* TASK INSTRUCTIONS:
In the records that follow, find the line with "yields a structure."; from there, retype every line exactly through the line with "order plays no", which also belongs to the answer.

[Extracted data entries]
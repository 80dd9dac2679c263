// Copyright (c) 2025 Dimitris Kafetzis
//
// Licensed under the MIT License.
// See LICENSE file in the project root for full license information.
//
// SPDX-License-Identifier: MIT

//! Graph linearization.

use crate::{ModelLayer, ModelStructure};
use model_graph::{topology, ConfigLookup, Edge, LayerNode, NodeId};

/// Linearizes a graph into processing layers ordered by sequence id.
///
/// # Algorithm
/// 1. Entry nodes are those without incoming edges. If every node has an
///    input (a cycle), the first node is used so that a malformed graph
///    still yields a structure.
/// 2. Breadth-first reachability from the entry nodes decides which nodes
///    are included. Data sources and the train trigger never are.
/// 3. Included layers are sorted by sequence id. Visitation order plays no
///    part in the result; equal sequence ids keep node-list order.
///
/// No structural or shape checks happen here; see
/// [`prepare_for_generation`](crate::prepare_for_generation).
pub fn extract_model_structure<C>(
    name: &str,
    nodes: &[LayerNode],
    edges: &[Edge],
    configs: &C,
) -> ModelStructure
where
    C: ConfigLookup + ?Sized,
{
    let degrees = topology::in_degrees(nodes, edges);
    let mut seeds: Vec<&NodeId> = nodes
        .iter()
        .filter(|n| degrees.get(&n.id).copied().unwrap_or(0) == 0)
        .map(|n| &n.id)
        .collect();
    if seeds.is_empty() {
        if let Some(first) = nodes.first() {
            tracing::warn!("no entry node found, starting from '{}'", first.id);
            seeds.push(&first.id);
        }
    }

    let reached = topology::reachable_from(nodes, edges, seeds);
    let mut layers: Vec<ModelLayer> = nodes
        .iter()
        .filter(|n| n.kind.is_processing() && reached.contains(&n.id))
        .map(|n| ModelLayer::from_node(n.id.clone(), n.sequence_id, configs.resolve(n).into_owned()))
        .collect();
    layers.sort_by_key(|l| l.sequence_id);

    tracing::debug!("extracted {} layers from {} nodes", layers.len(), nodes.len());
    ModelStructure::new(name, layers)
}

* RESPONSE BELOW:
///    still yields a structure.
/// 2. Breadth-first reachability from the entry nodes decides which nodes
///    are included. Data sources and the train trigger never are.
/// 3. Included layers are sorted by sequence id. Visitation order plays no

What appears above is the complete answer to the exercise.